Eg we could take 2 bits from each of the 4 fields to make 8 bits of metadata per instruction, reducing the operand sizes from 12-bits to 10-bits (we could also interpret this metadata as being a 2-bit 'meta addr mode' plus 6 bits of 'meta operand').
Or we could also say that the last three fields (the 'true operands') should be largest, then the instruction field, then the meta field, and similarly with their addr mode bits. If the instruction field were only 8 bits, and the meta addr field were only 1 bit (so the whole meta field were 7 bits, not 8), then we could make the 'true operands' each 11 bits: 2 form bits, 1 meta addr mode bit, 6 meta operand bits, 2 instruction addr mode bits, 8 instruction operand bits, 3 x (4 addr mode bits + 11 operand bits). Lotsa nasty odd numbers in there, though. Also, the addressable instructions drop from 4k to 256. Also, that goes against the principal of allowing any register to serve hold a first-class function which can be immediately called. Unless... we reduce the number of registers to those addressable by the instruction field, and let the three 'true' registers hold larger numbers than the number of registers!
I don't think we need 8 bits of meta, and 10 bits operands are getting tight. How about 256 registers and:
2 form bits, 4 meta bits, 2 instruction addr mode bits, 8 instruction operand bits, 3 x (4 addr mode bits + 12 operand bits)
8 instruction operand bits sounds perfect, from the perspective of how many instructions (and custom instructions) we need, and from the perspective of keeping the max number of registers down to a reasonable number. But otoh recall that we are intending to map HLL local variables to registers. 255 locals is a pretty low limit; out of the popular languages that i've looked at, only Lua and 1988 C comes near that (200 local limit and 127, respectively). Also, Perl6's MoarVM? has ~700 instructions.
So maybe:
2 form bits, 1 meta addr mode bit, 4 meta bits, 2 instruction addr mode bits, 10 instruction operand bits, 3 x (4 addr mode bits + 11 operand bits)
or just:
2 form bits, 4 meta bits, 2 instruction addr mode bits, 11 instruction operand bits, 3 x (4 addr mode bits + 11 operand bits)

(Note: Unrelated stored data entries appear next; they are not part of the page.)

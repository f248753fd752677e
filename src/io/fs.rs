//! Local batch directory operations.

use anyhow::{Context, Result};
use std::fs;
use std::path::{Path, PathBuf};

use crate::common::utils::private_path;

/// Create `dir` and its parents. Succeeds if it already exists.
pub fn ensure_dir(dir: &Path) -> Result<()> {
    fs::create_dir_all(dir)
        .with_context(|| format!("Failed to create directory {}", private_path(dir)))
}

/// Regular files directly inside `dir`, dotfiles excluded, sorted by name.
pub fn list_visible_files(dir: &Path) -> Result<Vec<PathBuf>> {
    let entries = fs::read_dir(dir)
        .with_context(|| format!("Failed to list directory {}", private_path(dir)))?;

    let mut files = Vec::new();
    for entry in entries {
        let entry = entry?;
        if entry.file_name().to_string_lossy().starts_with('.') {
            continue;
        }
        if entry.file_type()?.is_file() {
            files.push(entry.path());
        }
    }

    files.sort();
    Ok(files)
}

/// Delete `dir` and everything under it.
pub fn remove_dir(dir: &Path) -> Result<()> {
    fs::remove_dir_all(dir)
        .with_context(|| format!("Failed to remove directory {}", private_path(dir)))
}
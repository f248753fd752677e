//! `ssh`/`scp` implementation of [`RemoteExecutor`].
//!
//! Both programs run non-interactively (`BatchMode`), so a missing key or an
//! unknown host fails fast instead of waiting for a password prompt. Each
//! child is polled until it exits or the configured timeout passes, at which
//! point it is killed and reported as [`RemoteStatus::TimedOut`].

use anyhow::{Context, Result};
use std::io::Read;
use std::path::{Path, PathBuf};
use std::process::{Command, Stdio};
use std::time::{Duration, Instant};

use super::{RemoteExecutor, RemoteStatus};
use crate::common::constants::*;
use crate::common::utils::private_path;

/// Remote access through the system OpenSSH client.
#[derive(Debug, Clone)]
pub struct SshRemote {
    timeout: Duration,
    port: Option<u16>,
    identity_file: Option<PathBuf>,
    debug_enabled: bool,
}

impl SshRemote {
    pub fn new(timeout: Duration, port: Option<u16>, identity_file: Option<PathBuf>) -> Self {
        Self {
            timeout,
            port,
            identity_file,
            debug_enabled: false,
        }
    }

    pub fn with_debug(mut self, debug_enabled: bool) -> Self {
        self.debug_enabled = debug_enabled;
        self
    }

    fn common_options(&self) -> Vec<String> {
        vec![
            "-o".into(),
            "BatchMode=yes".into(),
            "-o".into(),
            format!("ConnectTimeout={SSH_CONNECT_TIMEOUT_SECS}"),
        ]
    }

    /// Arguments for `ssh host command`.
    pub fn ssh_args(&self, host: &str, command: &str) -> Vec<String> {
        let mut args = self.common_options();
        if let Some(port) = self.port {
            args.push("-p".into());
            args.push(port.to_string());
        }
        if let Some(ref identity) = self.identity_file {
            args.push("-i".into());
            args.push(identity.display().to_string());
        }
        args.push(host.to_string());
        args.push(command.to_string());
        args
    }

    /// Arguments for `scp -p local host:remote_dir/`.
    pub fn scp_args(&self, local: &Path, host: &str, remote_dir: &str) -> Vec<String> {
        let mut args = vec!["-p".to_string(), "-B".to_string()];
        args.extend(self.common_options());
        if let Some(port) = self.port {
            args.push("-P".into());
            args.push(port.to_string());
        }
        if let Some(ref identity) = self.identity_file {
            args.push("-i".into());
            args.push(identity.display().to_string());
        }
        args.push(local.display().to_string());
        args.push(format!("{host}:{}/", remote_dir.trim_end_matches('/')));
        args
    }

    fn run(&self, program: &str, args: &[String]) -> Result<RemoteStatus> {
        if self.debug_enabled {
            log_debug!("{} {}", program, args.join(" "));
        }
        run_with_timeout(program, args, self.timeout)
    }
}

impl RemoteExecutor for SshRemote {
    fn run_remote_command(&self, host: &str, command: &str) -> Result<RemoteStatus> {
        self.run("ssh", &self.ssh_args(host, command))
    }

    fn copy_file(&self, local: &Path, host: &str, remote_dir: &str) -> Result<RemoteStatus> {
        if !local.is_file() {
            anyhow::bail!("{} is not a readable file", private_path(local));
        }
        self.run("scp", &self.scp_args(local, host, remote_dir))
    }
}

/// Spawn `program`, wait up to `timeout`, kill it if it overruns.
pub fn run_with_timeout(program: &str, args: &[String], timeout: Duration) -> Result<RemoteStatus> {
    let mut child = Command::new(program)
        .args(args)
        .stdin(Stdio::null())
        .stdout(Stdio::null())
        .stderr(Stdio::piped())
        .spawn()
        .with_context(|| format!("Failed to start {program}"))?;

    // Drained concurrently so a chatty child cannot fill the pipe and stall
    let stderr_reader = child.stderr.take().map(|mut pipe| {
        std::thread::spawn(move || {
            let mut stderr = String::new();
            let _ = pipe.read_to_string(&mut stderr);
            stderr
        })
    });

    let deadline = Instant::now() + timeout;
    let status = loop {
        if let Some(status) = child.try_wait()? {
            break status;
        }
        if Instant::now() >= deadline {
            let _ = child.kill();
            let _ = child.wait();
            return Ok(RemoteStatus::TimedOut);
        }
        std::thread::sleep(Duration::from_millis(CHILD_POLL_INTERVAL_MS));
    };

    let stderr = stderr_reader
        .and_then(|reader| reader.join().ok())
        .unwrap_or_default();

    if status.success() {
        return Ok(RemoteStatus::Success);
    }

    Ok(RemoteStatus::Failed {
        code: status.code(),
        stderr,
    })
}
//! Failure taxonomy for a capture day.
//!
//! Every error the pipeline can surface is one of these kinds; the driver
//! logs it, writes it into the run report and exits cleanly.

use std::fmt;

use super::SessionState;

#[derive(Debug, Clone, PartialEq)]
pub enum CaptureError {
    /// Sunrise or sunset could not be computed; nothing was captured.
    ScheduleUnavailable { reason: String },
    /// Camera configuration or capture failed; the batch is incomplete.
    DeviceFault(String),
    /// The remote directory could not be checked or created; local files kept.
    RemoteUnavailable(String),
    /// One or more files failed to copy; local batch kept.
    TransferFailure { failed: Vec<String> },
    /// A shutdown signal interrupted the named phase.
    Cancelled { phase: &'static str },
    /// Local directory creation, listing or removal failed.
    Filesystem(String),
    /// An operation was invoked out of order.
    InvalidState {
        operation: &'static str,
        state: SessionState,
    },
}

impl CaptureError {
    /// Short machine-readable name used in run reports.
    pub fn kind(&self) -> &'static str {
        match self {
            CaptureError::ScheduleUnavailable { .. } => "schedule_unavailable",
            CaptureError::DeviceFault(_) => "device_fault",
            CaptureError::RemoteUnavailable(_) => "remote_unavailable",
            CaptureError::TransferFailure { .. } => "transfer_failure",
            CaptureError::Cancelled { .. } => "cancelled",
            CaptureError::Filesystem(_) => "filesystem",
            CaptureError::InvalidState { .. } => "invalid_state",
        }
    }
}

impl fmt::Display for CaptureError {
    fn fmt(&self, f: &mut fmt::Formatter<'_>) -> fmt::Result {
        match self {
            CaptureError::ScheduleUnavailable { reason } => {
                write!(f, "Sunrise/sunset schedule unavailable: {reason}")
            }
            CaptureError::DeviceFault(detail) => write!(f, "Camera fault: {detail}"),
            CaptureError::RemoteUnavailable(detail) => {
                write!(f, "Remote archive unavailable: {detail}")
            }
            CaptureError::TransferFailure { failed } => {
                write!(f, "{} file(s) failed to transfer: {}", failed.len(), failed.join(", "))
            }
            CaptureError::Cancelled { phase } => write!(f, "Shutdown requested while {phase}"),
            CaptureError::Filesystem(detail) => write!(f, "Filesystem error: {detail}"),
            CaptureError::InvalidState { operation, state } => {
                write!(f, "Cannot {operation} while session is {state}")
            }
        }
    }
}

impl std::error::Error for CaptureError {}
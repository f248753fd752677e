//! One day's frames and their transfer results.

use serde::Serialize;
use std::collections::BTreeMap;
use std::path::PathBuf;
use std::time::Duration;

/// Frames captured for one sunrise date.
#[derive(Debug, Clone, PartialEq)]
pub struct CaptureBatch {
    pub date_label: String,
    pub directory: PathBuf,
    pub frame_interval: Duration,
    pub frame_count: u32,
    /// Captured files in capture order; only ever appended to
    pub files: Vec<PathBuf>,
}

impl CaptureBatch {
    pub fn new(
        date_label: impl Into<String>,
        directory: PathBuf,
        frame_interval: Duration,
        frame_count: u32,
    ) -> Self {
        Self {
            date_label: date_label.into(),
            directory,
            frame_interval,
            frame_count,
            files: Vec::new(),
        }
    }

    pub fn record(&mut self, file: PathBuf) {
        self.files.push(file);
    }

    pub fn is_complete(&self) -> bool {
        self.files.len() as u64 >= u64::from(self.frame_count)
    }
}

/// Per-file transfer result.
#[derive(Debug, Clone, PartialEq, Eq, Serialize)]
#[serde(tag = "status", rename_all = "snake_case")]
pub enum TransferStatus {
    Transferred { attempts: u32 },
    Failed { attempts: u32, reason: String },
}

impl TransferStatus {
    pub fn is_transferred(&self) -> bool {
        matches!(self, TransferStatus::Transferred { .. })
    }
}

/// Transfer results keyed by file name, in name order.
#[derive(Debug, Clone, Default, PartialEq, Eq, Serialize)]
#[serde(transparent)]
pub struct TransferOutcome {
    entries: BTreeMap<String, TransferStatus>,
}

impl TransferOutcome {
    pub fn new() -> Self {
        Self::default()
    }

    pub fn record(&mut self, file_name: impl Into<String>, status: TransferStatus) {
        self.entries.insert(file_name.into(), status);
    }

    pub fn get(&self, file_name: &str) -> Option<&TransferStatus> {
        self.entries.get(file_name)
    }

    pub fn len(&self) -> usize {
        self.entries.len()
    }

    pub fn is_empty(&self) -> bool {
        self.entries.is_empty()
    }

    /// True when every recorded file was transferred.
    pub fn all_succeeded(&self) -> bool {
        self.entries.values().all(TransferStatus::is_transferred)
    }

    pub fn transferred_count(&self) -> usize {
        self.entries.values().filter(|s| s.is_transferred()).count()
    }

    /// Names of the files that did not make it, in name order.
    pub fn failed_files(&self) -> Vec<String> {
        self.entries
            .iter()
            .filter(|(_, status)| !status.is_transferred())
            .map(|(name, _)| name.clone())
            .collect()
    }

    pub fn iter(&self) -> impl Iterator<Item = (&String, &TransferStatus)> {
        self.entries.iter()
    }
}
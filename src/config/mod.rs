//! Configuration system for longlapse.
//!
//! Settings live in `longlapse.toml`, searched in:
//! 1. the directory passed with `--config <dir>`
//! 2. **XDG_CONFIG_HOME**/longlapse/longlapse.toml
//!
//! A commented default file is written on first run.
//!
//! ```toml
//! #[Location]
//! latitude = 47.734417
//! longitude = -122.355417
//! elevation = 145.0          # Observer elevation in meters
//! pressure = 0.0             # Atmospheric pressure in mbar (0 disables refraction)
//! horizon = -6.0             # Sun elevation treated as sunrise/sunset, in degrees
//! timezone = "America/Los_Angeles"
//!
//! #[Capture]
//! base_dir = "/home/pi/longlapse"
//! cadence = 60               # Seconds between frames, aligned to the wall clock
//! awake_interval = "daylight"
//! archive_partial_batches = false
//!
//! #[Camera]
//! width = 2592
//! height = 1944
//! iso = 100
//!
//! #[Archive]
//! host = "kestrel@kestrel.local"
//! remote_dir = "/Users/kestrel/Desktop/picamera/first_run"
//! max_retries = 0
//! ```
//!
//! Every field is optional; unset fields resolve to the defaults in
//! `common::constants`. Validation runs on load and rejects out-of-range values.

pub mod builder;
pub mod loading;
pub mod validation;

use anyhow::{Context, Result};
use chrono_tz::Tz;
use serde::Deserialize;
use std::path::PathBuf;
use std::time::Duration;

use crate::camera::{CameraSettings, MeteringMode, WhiteBalanceMode};
use crate::common::constants::*;
use crate::common::utils::private_path;
use crate::geo::{AwakeIntervalMode, ObserverLocation};
use crate::remote::{RemoteTarget, RetryPolicy};

pub use builder::create_default_config;
pub use loading::{get_config_path, get_custom_config_dir, load, load_from_path, set_config_dir};

/// Observer location and horizon settings.
#[derive(Debug, Deserialize, Clone, Default, PartialEq)]
pub struct LocationConfig {
    pub latitude: Option<f64>,
    pub longitude: Option<f64>,
    pub elevation: Option<f64>, // meters above sea level
    pub pressure: Option<f64>,  // mbar; 0 disables refraction
    pub horizon: Option<f64>,   // degrees, negative is below the geometric horizon
    pub timezone: Option<String>,
}

impl LocationConfig {
    /// Build the observer location from the configured values.
    pub fn observer(&self) -> Result<ObserverLocation> {
        let location = ObserverLocation::new(
            self.latitude.unwrap_or(DEFAULT_LATITUDE),
            self.longitude.unwrap_or(DEFAULT_LONGITUDE),
        )?
        .with_elevation(self.elevation.unwrap_or(DEFAULT_ELEVATION_M))
        .with_pressure(self.pressure.unwrap_or(DEFAULT_PRESSURE_MBAR))
        .with_horizon(self.horizon.unwrap_or(DEFAULT_HORIZON_DEG));
        Ok(location)
    }

    /// Resolve the timezone used for batch dates and frame timestamps.
    ///
    /// An explicit `timezone` wins; otherwise the zone is looked up from the
    /// coordinates.
    pub fn resolve_timezone(&self, location: &ObserverLocation) -> Result<Tz> {
        match self.timezone.as_deref() {
            Some(name) => name
                .parse::<Tz>()
                .map_err(|e| anyhow::anyhow!("Unknown timezone '{name}': {e}")),
            None => Ok(crate::geo::solar::determine_timezone_from_coordinates(
                location.latitude,
                location.longitude,
            )),
        }
    }
}

/// Capture cadence and local storage settings.
#[derive(Debug, Deserialize, Clone, Default, PartialEq)]
pub struct CaptureConfig {
    pub base_dir: Option<String>,
    pub cadence: Option<u64>, // seconds between frames
    pub awake_interval: Option<AwakeIntervalMode>,
    pub archive_partial_batches: Option<bool>,
}

impl CaptureConfig {
    /// Directory that holds one subdirectory per batch.
    pub fn base_dir(&self) -> Result<PathBuf> {
        match self.base_dir.as_deref() {
            Some(dir) => Ok(expand_home(dir)),
            None => dirs::home_dir()
                .map(|home| home.join(DEFAULT_BASE_DIR_NAME))
                .context("Could not determine home directory for capture.base_dir"),
        }
    }

    pub fn cadence(&self) -> Duration {
        Duration::from_secs(self.cadence.unwrap_or(DEFAULT_CADENCE_SECS))
    }

    pub fn awake_interval_mode(&self) -> AwakeIntervalMode {
        self.awake_interval.unwrap_or_default()
    }

    pub fn archive_partial_batches(&self) -> bool {
        self.archive_partial_batches
            .unwrap_or(DEFAULT_ARCHIVE_PARTIAL_BATCHES)
    }
}

/// Camera sensor settings, applied once per batch.
#[derive(Debug, Deserialize, Clone, Default, PartialEq)]
pub struct CameraConfig {
    pub command: Option<String>,
    pub width: Option<u32>,
    pub height: Option<u32>,
    pub framerate: Option<f64>,
    pub hflip: Option<bool>,
    pub vflip: Option<bool>,
    pub metering: Option<MeteringMode>,
    pub iso: Option<u32>,
    pub awb: Option<WhiteBalanceMode>,
    pub awb_gains: Option<Vec<f32>>, // [red, blue]
    pub warmup: Option<u64>,         // seconds
    pub extension: Option<String>,
}

impl CameraConfig {
    pub fn command(&self) -> String {
        self.command
            .clone()
            .unwrap_or_else(|| DEFAULT_CAMERA_COMMAND.to_string())
    }

    pub fn settings(&self) -> CameraSettings {
        let defaults = CameraSettings::default();
        CameraSettings {
            width: self.width.unwrap_or(defaults.width),
            height: self.height.unwrap_or(defaults.height),
            framerate: self.framerate.unwrap_or(defaults.framerate),
            hflip: self.hflip.unwrap_or(defaults.hflip),
            vflip: self.vflip.unwrap_or(defaults.vflip),
            metering: self.metering.unwrap_or(defaults.metering),
            iso: self.iso.unwrap_or(defaults.iso),
            awb: self.awb.unwrap_or(defaults.awb),
            awb_gains: match self.awb_gains.as_deref() {
                Some([red, blue]) => Some((*red, *blue)),
                _ => defaults.awb_gains,
            },
            warmup: self
                .warmup
                .map(Duration::from_secs)
                .unwrap_or(defaults.warmup),
            extension: self.extension.clone().unwrap_or(defaults.extension),
        }
    }
}

/// Remote archival settings. Archival is disabled when `host` is unset.
#[derive(Debug, Deserialize, Clone, Default, PartialEq)]
pub struct ArchiveConfig {
    pub host: Option<String>,
    pub remote_dir: Option<String>,
    pub port: Option<u16>,
    pub identity_file: Option<String>,
    pub timeout: Option<u64>, // seconds per remote command
    pub max_retries: Option<u32>,
    pub retry_backoff: Option<u64>, // seconds before the first retry
    pub retry_multiplier: Option<f64>,
}

impl ArchiveConfig {
    /// Remote destination, or `None` when archival is not configured.
    pub fn target(&self) -> Option<RemoteTarget> {
        let host = self.host.as_deref()?;
        Some(RemoteTarget::new(
            host,
            self.remote_dir.as_deref().unwrap_or("."),
        ))
    }

    pub fn timeout(&self) -> Duration {
        Duration::from_secs(self.timeout.unwrap_or(DEFAULT_REMOTE_TIMEOUT_SECS))
    }

    pub fn identity_file(&self) -> Option<PathBuf> {
        self.identity_file.as_deref().map(expand_home)
    }

    pub fn retry_policy(&self) -> RetryPolicy {
        RetryPolicy {
            max_retries: self.max_retries.unwrap_or(DEFAULT_MAX_RETRIES),
            initial_backoff: Duration::from_secs(
                self.retry_backoff.unwrap_or(DEFAULT_RETRY_BACKOFF_SECS),
            ),
            multiplier: self.retry_multiplier.unwrap_or(DEFAULT_RETRY_MULTIPLIER),
        }
    }
}

/// Persistent log settings.
#[derive(Debug, Deserialize, Clone, Default, PartialEq)]
pub struct LoggingConfig {
    pub file: Option<String>,
    pub debug: Option<bool>,
}

impl LoggingConfig {
    pub fn file(&self) -> Option<PathBuf> {
        self.file.as_deref().map(expand_home)
    }
}

/// Configuration structure for longlapse.
///
/// Sections map one-to-one onto the TOML tables. All sections may be omitted.
#[derive(Debug, Deserialize, Clone, Default, PartialEq)]
pub struct Config {
    #[serde(default)]
    pub location: LocationConfig,
    #[serde(default)]
    pub capture: CaptureConfig,
    #[serde(default)]
    pub camera: CameraConfig,
    #[serde(default)]
    pub archive: ArchiveConfig,
    #[serde(default)]
    pub logging: LoggingConfig,
}

impl Config {
    /// Load configuration using the module's load function
    pub fn load() -> Result<Self> {
        load()
    }

    /// Load from path using the module's load_from_path function
    pub fn load_from_path(path: &PathBuf) -> Result<Self> {
        load_from_path(path)
    }

    /// Get configuration path using the module's get_config_path function
    pub fn get_config_path() -> Result<PathBuf> {
        get_config_path()
    }

    pub fn log_config(&self) {
        let source = Self::get_config_path()
            .map(|p| private_path(&p))
            .unwrap_or_else(|_| "defaults".to_string());
        log_block_start!("Loaded configuration from {}", source);

        let lat = self.location.latitude.unwrap_or(DEFAULT_LATITUDE);
        let lon = self.location.longitude.unwrap_or(DEFAULT_LONGITUDE);
        let lat_dir = if lat >= 0.0 { "N" } else { "S" };
        let lon_dir = if lon >= 0.0 { "E" } else { "W" };
        log_indented!(
            "Location: {:.4}°{}, {:.4}°{} @ {} m",
            lat.abs(),
            lat_dir,
            lon.abs(),
            lon_dir,
            self.location.elevation.unwrap_or(DEFAULT_ELEVATION_M)
        );
        log_indented!(
            "Horizon: {}° (pressure {} mbar)",
            self.location.horizon.unwrap_or(DEFAULT_HORIZON_DEG),
            self.location.pressure.unwrap_or(DEFAULT_PRESSURE_MBAR)
        );
        log_indented!(
            "Cadence: {} seconds ({} awake interval)",
            self.capture.cadence().as_secs(),
            self.capture.awake_interval_mode()
        );
        if let Ok(base_dir) = self.capture.base_dir() {
            log_indented!("Batches: {}", private_path(&base_dir));
        }

        let camera = self.camera.settings();
        log_indented!(
            "Camera: {}x{} @ ISO {}, metering {}, awb {}",
            camera.width,
            camera.height,
            camera.iso,
            camera.metering.as_str(),
            camera.awb.as_str()
        );

        match self.archive.target() {
            Some(target) => {
                let retry = self.archive.retry_policy();
                log_indented!("Archive: {}:{}", target.host, target.base_dir);
                if retry.max_retries > 0 {
                    log_indented!(
                        "Retries: {} (backoff {}s x{})",
                        retry.max_retries,
                        retry.initial_backoff.as_secs(),
                        retry.multiplier
                    );
                }
            }
            None => log_indented!("Archive: disabled"),
        }
    }
}

/// Expand a leading `~/` to the home directory.
pub(crate) fn expand_home(path: &str) -> PathBuf {
    if let Some(rest) = path.strip_prefix("~/")
        && let Some(home) = dirs::home_dir()
    {
        return home.join(rest);
    }
    PathBuf::from(path)
}

#[cfg(test)]
mod tests;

2k (11 bits) makes me happy in that:
buuuut... i think taking a whole OS page for the registers is pushing it. It would be nicer if the interpreter could fit the registers, and some additional internal state, onto one page.
So, mb back to:
2 form bits, 1 meta addr mode bit, 4 meta bits, 2 instruction addr mode bits, 10 instruction operand bits, 3 x (4 addr mode bits + 11 operand bits)
The issue with this is just that those 5 meta bits are totally unused right now, which is a big waste of space.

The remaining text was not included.